Lucent absinthe, plane trees, lights down the Seine, Hemingway enlacing Sylvia Beach under a shower of Liberation confetti . . . It is perhaps time to update the technicolour version of a poetical Paris, for the moveable feast has definitely moved on.

Nowadays, the French capital is a centre of diverse and exciting poetic activity, not only of the Gallic kind. Starting with publications: there are a healthy number of well-produced English language journals, notably Pharos (originating from the Alice Notley/Douglas Oliver workshop at the British Institute), 3am, Frank, Upstairs at Duroc, and the handsome Van Gogh's Ear.

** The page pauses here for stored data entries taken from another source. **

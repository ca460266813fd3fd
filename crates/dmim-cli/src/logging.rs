use crate::error::{CliError, Result};
use std::fs::File;
use std::path::PathBuf;
use tracing_subscriber::{
    EnvFilter,
    filter::LevelFilter,
    fmt::{self},
    prelude::*,
};

/// Maps `-v`/`-q` to a level; `RUST_LOG`, when set, takes precedence.
fn level_filter(verbosity: u8, quiet: bool) -> LevelFilter {
    if quiet {
        LevelFilter::ERROR
    } else {
        match verbosity {
            0 => LevelFilter::WARN,
            1 => LevelFilter::INFO,
            2 => LevelFilter::DEBUG,
            _ => LevelFilter::TRACE,
        }
    }
}

pub fn setup_logging(verbosity: u8, quiet: bool, log_file: Option<PathBuf>) -> Result<()> {
    let filter = EnvFilter::builder()
        .with_default_directive(level_filter(verbosity, quiet).into())
        .from_env_lossy();

    let stderr_layer = fmt::layer()
        .with_writer(std::io::stderr)
        .with_ansi(true)
        .with_target(false)
        .compact();

    let subscriber = tracing_subscriber::registry()
        .with(filter)
        .with(stderr_layer);

    let installed = if let Some(path) = log_file {
        let file = File::create(&path).map_err(CliError::Io)?;

        let file_layer = fmt::layer()
            .with_writer(file)
            .with_ansi(false)
            .with_thread_ids(true)
            .with_target(true);

        subscriber.with(file_layer).try_init()
    } else {
        subscriber.try_init()
    };

    installed.map_err(|e| CliError::Other(anyhow::anyhow!("Failed to install logger: {}", e)))
}

#[cfg(test)]
mod tests {
    use super::*;
    use serial_test::serial;
    use std::sync::Once;
    use tracing::{debug, error, info, trace, warn};

    static INIT: Once = Once::new();

    fn ensure_global_logger_is_set() {
        INIT.call_once(|| {
            setup_logging(3, false, None).expect("Failed to set up global logger for tests");
        });
    }

    #[test]
    fn verbosity_maps_to_levels() {
        assert_eq!(level_filter(0, false), LevelFilter::WARN);
        assert_eq!(level_filter(1, false), LevelFilter::INFO);
        assert_eq!(level_filter(2, false), LevelFilter::DEBUG);
        assert_eq!(level_filter(9, false), LevelFilter::TRACE);
        assert_eq!(level_filter(3, true), LevelFilter::ERROR);
    }

    #[test]
    #[serial]
    fn initialization_and_macros_work() {
        ensure_global_logger_is_set();

        error!("This is an error");
        warn!("This is a warning");
        info!(structures = 3, "This is info");
        debug!("This is debug");
        trace!("This is trace");
    }

    #[test]
    #[serial]
    fn file_layer_records_thread_ids() {
        let temp_dir = tempfile::tempdir().unwrap();
        let log_path = temp_dir.path().join("test.log");

        let file = File::create(&log_path).unwrap();
        let file_layer = fmt::layer()
            .with_writer(file)
            .with_ansi(false)
            .with_thread_ids(true);
        let subscriber = tracing_subscriber::registry().with(file_layer);

        tracing::subscriber::with_default(subscriber, || {
            debug!("Message for file-only test.");
        });

        let content = std::fs::read_to_string(log_path).unwrap();
        assert!(content.contains("Message for file-only test."));
        assert!(content.contains("DEBUG"));
        assert!(content.contains("ThreadId"));
    }

    #[test]
    #[serial]
    fn invalid_log_file_path_propagates_error() {
        let invalid_path = PathBuf::from("/");

        if cfg!(unix) && invalid_path.is_dir() {
            let result = setup_logging(0, false, Some(invalid_path));
            assert!(matches!(result, Err(CliError::Io(_))));
        }
    }
}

The reading circuit is strong: a recent event in a monochrome Left Bank gallery, for example, featured the powerful presence of Alice Notley. Of special note are the Double Change events, founded by Olivier Brossard and Vincent Broqua, with the intention of bringing together one anglophone and one francophone poet in what generally proves to be an innovative experience. Also of note is the series IVY Writers, as well as Paris' oldest anglo event, Live Poets, organized by John Kliphan.

On a larger scale, the Fondation Cartier has featured readings with the likes of Susan Howe, and the Centre Pompidou helped bring back to us that most familiar Parisian expat, John Ashbery. Such events, though in the main enormously popular, are of course less common than smaller gatherings. Jacques Rancourt's review La Traductière is a meeting place for French and anglo writers, culminating every summer in the Franco-Anglo Festival of Poetry. The Val de Marne festival is a similar event. There are also residency programs like la Napoule, The Camargo and Marseilles.

A few central meeting-points: Shakespeare and Co., that bookshop-bastion of expat literary and cultural heritage, is still very much a benevolent commune for broken books and broke(n) backpackers. Other important bookshops include the Village Voice, The Red Wheelbarrow and The Abbey.

Of the very active English-language poets currently residing in the city, Jennifer K Dick, one-time editor of the anglo review Upstairs at Duroc and author of Fluorescence (University of Georgia Press, Contemporary Poetry Series Winner for 2004) , runs an invaluable mailing list of anglo poetic dos in the Paris region. English-language events are also often listed in Voice and the Paris Times. For French-only events, one need look no further than Florence Trocmé's excellent and comprehensive blog Poezibao (http://poezibao.typepad.com/poezibao/ ).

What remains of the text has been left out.